Stored data entries
---*---

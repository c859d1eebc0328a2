//! Property-based invariant tests for placement rules.
//!
//! 1. Sizes are non-negative for positive inputs, for every rule.
//! 2. Cover covers the container on both axes and preserves aspect ratio.
//! 3. Contain fits inside the container, preserves aspect ratio, and matches
//!    the container exactly on one axis.
//! 4. Center is symmetric (rendered basis at any scale, intrinsic at scale 1).
//! 5. Anchored rules put the source flush against their corner.
//! 6. Computation is deterministic.
//! 7. Intrinsic source size is echoed unchanged.

use proptest::prelude::*;
use zenplace::{Compat, PlacementRequest, PlacementRule, Pos, Size};

const EPS: f64 = 1e-9;

// ── Helpers ─────────────────────────────────────────────────────────────

fn dim() -> impl Strategy<Value = f64> {
    1.0f64..5000.0
}

fn size_strategy() -> impl Strategy<Value = Size> {
    (dim(), dim()).prop_map(|(w, h)| Size::new(w, h))
}

fn scale_strategy() -> impl Strategy<Value = f64> {
    0.05f64..8.0
}

fn rule_strategy() -> impl Strategy<Value = PlacementRule> {
    proptest::sample::select(PlacementRule::ALL.to_vec())
}

fn compute(container: Size, source: Size, rule: PlacementRule, scale: f64, compat: Compat) -> Pos {
    PlacementRequest::with_container(&source, rule, &container)
        .scale(scale)
        .compat(compat)
        .compute()
        .expect("valid inputs must place")
}

/// Relative comparison, scaled to the magnitude of the operands.
fn close(a: f64, b: f64) -> bool {
    (a - b).abs() <= EPS * a.abs().max(b.abs()).max(1.0)
}

fn same_aspect(pos: &Pos) -> bool {
    close(pos.width * pos.source_height, pos.height * pos.source_width)
}

// ═════════════════════════════════════════════════════════════════════════
// 1. Non-negative sizes
// ═════════════════════════════════════════════════════════════════════════

proptest! {
    #[test]
    fn sizes_non_negative(
        container in size_strategy(),
        source in size_strategy(),
        rule in rule_strategy(),
        scale in scale_strategy(),
    ) {
        for compat in [Compat::STANDARD, Compat::LEGACY] {
            let pos = compute(container, source, rule, scale, compat);
            prop_assert!(pos.width >= 0.0 && pos.height >= 0.0);
            prop_assert!(pos.coords().is_finite());
        }
    }
}

// ═════════════════════════════════════════════════════════════════════════
// 2. Cover
// ═════════════════════════════════════════════════════════════════════════

proptest! {
    #[test]
    fn cover_covers_both_axes(
        container in size_strategy(),
        source in size_strategy(),
        scale in 1.0f64..8.0,
    ) {
        let pos = compute(container, source, PlacementRule::Cover, scale, Compat::STANDARD);
        prop_assert!(pos.width >= container.width * (1.0 - EPS));
        prop_assert!(pos.height >= container.height * (1.0 - EPS));
        prop_assert!(same_aspect(&pos));
        prop_assert!(pos.x <= EPS * container.width && pos.y <= EPS * container.height);
    }
}

// ═════════════════════════════════════════════════════════════════════════
// 3. Contain
// ═════════════════════════════════════════════════════════════════════════

proptest! {
    #[test]
    fn contain_fits_inside(container in size_strategy(), source in size_strategy()) {
        let pos = compute(container, source, PlacementRule::Contain, 1.0, Compat::STANDARD);
        prop_assert!(pos.width <= container.width * (1.0 + EPS));
        prop_assert!(pos.height <= container.height * (1.0 + EPS));
        prop_assert!(same_aspect(&pos));
        prop_assert!(pos.width == container.width || pos.height == container.height);
        prop_assert!(pos.x >= -EPS * container.width && pos.y >= -EPS * container.height);
    }

    #[test]
    fn contain_driving_axis_matches_scaled_container(
        container in size_strategy(),
        source in size_strategy(),
        scale in scale_strategy(),
    ) {
        for compat in [Compat::STANDARD, Compat::LEGACY] {
            let c = Size::new(container.width, container.height);
            let pos = compute(c, source, PlacementRule::Contain, scale, compat);
            prop_assert!(
                pos.width == c.width * scale || pos.height == c.height * scale
            );
            prop_assert!(same_aspect(&pos));
        }
    }

    #[test]
    fn contain_square_container_presets_agree(side in dim(), source in size_strategy()) {
        let c = Size::new(side, side);
        let a = compute(c, source, PlacementRule::Contain, 1.0, Compat::STANDARD);
        let b = compute(c, source, PlacementRule::Contain, 1.0, Compat {
            explicit_height_from_width: false,
            ..Compat::LEGACY
        });
        prop_assert_eq!(a, b);
    }
}

// ═════════════════════════════════════════════════════════════════════════
// 4. Center symmetry
// ═════════════════════════════════════════════════════════════════════════

proptest! {
    #[test]
    fn center_symmetric_rendered(
        container in size_strategy(),
        source in size_strategy(),
        scale in scale_strategy(),
    ) {
        let pos = compute(container, source, PlacementRule::Center, scale, Compat::STANDARD);
        prop_assert!(close(pos.x + pos.width / 2.0, container.width / 2.0));
        prop_assert!(close(pos.y + pos.height / 2.0, container.height / 2.0));
    }

    #[test]
    fn center_symmetric_intrinsic_at_unit_scale(
        container in size_strategy(),
        source in size_strategy(),
    ) {
        let compat = Compat { explicit_height_from_width: false, ..Compat::LEGACY };
        let pos = compute(container, source, PlacementRule::Center, 1.0, compat);
        prop_assert!(close(pos.x + pos.width / 2.0, container.width / 2.0));
        prop_assert!(close(pos.y + pos.height / 2.0, container.height / 2.0));
    }
}

// ═════════════════════════════════════════════════════════════════════════
// 5. Anchored corners
// ═════════════════════════════════════════════════════════════════════════

proptest! {
    #[test]
    fn anchored_flush_with_corner(
        container in size_strategy(),
        source in size_strategy(),
        scale in scale_strategy(),
    ) {
        let tl = compute(container, source, PlacementRule::TopLeft, scale, Compat::STANDARD);
        prop_assert_eq!((tl.x, tl.y), (0.0, 0.0));

        let tr = compute(container, source, PlacementRule::TopRight, scale, Compat::STANDARD);
        prop_assert!(close(tr.x + tr.width, container.width));
        prop_assert_eq!(tr.y, 0.0);

        let bl = compute(container, source, PlacementRule::BottomLeft, scale, Compat::STANDARD);
        prop_assert_eq!(bl.x, 0.0);
        prop_assert!(close(bl.y + bl.height, container.height));

        let br = compute(container, source, PlacementRule::BottomRight, scale, Compat::STANDARD);
        prop_assert!(close(br.x + br.width, container.width));
        prop_assert!(close(br.y + br.height, container.height));
    }

    #[test]
    fn anchored_size_is_scaled_source(
        container in size_strategy(),
        source in size_strategy(),
        scale in scale_strategy(),
    ) {
        for rule in [
            PlacementRule::TopLeft,
            PlacementRule::TopRight,
            PlacementRule::BottomLeft,
            PlacementRule::BottomRight,
            PlacementRule::Center,
        ] {
            for compat in [Compat::STANDARD, Compat::LEGACY] {
                let pos = compute(container, source, rule, scale, compat);
                prop_assert_eq!(pos.width, source.width * scale);
                prop_assert_eq!(pos.height, source.height * scale);
            }
        }
    }
}

// ═════════════════════════════════════════════════════════════════════════
// 6–7. Determinism and echoed source size
// ═════════════════════════════════════════════════════════════════════════

proptest! {
    #[test]
    fn deterministic_and_echoes_source(
        container in size_strategy(),
        source in size_strategy(),
        rule in rule_strategy(),
        scale in scale_strategy(),
    ) {
        let a = compute(container, source, rule, scale, Compat::STANDARD);
        let b = compute(container, source, rule, scale, Compat::STANDARD);
        prop_assert_eq!(a, b);
        prop_assert_eq!(a.source(), source);
    }
}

---*---

▶ **ASSIGNED TASK**:
All lines above from the one holding "5. Anchored corners" to the one holding "PlacementRule::TopRight, scale, Compat::STANDARD);", inclusive, are to be copied exactly; no other line is wanted.

▶ **TASK RESULT**:
// 5. Anchored corners
// ═════════════════════════════════════════════════════════════════════════

proptest! {
    #[test]
    fn anchored_flush_with_corner(
        container in size_strategy(),
        source in size_strategy(),
        scale in scale_strategy(),
    ) {
        let tl = compute(container, source, PlacementRule::TopLeft, scale, Compat::STANDARD);
        prop_assert_eq!((tl.x, tl.y), (0.0, 0.0));

        let tr = compute(container, source, PlacementRule::TopRight, scale, Compat::STANDARD);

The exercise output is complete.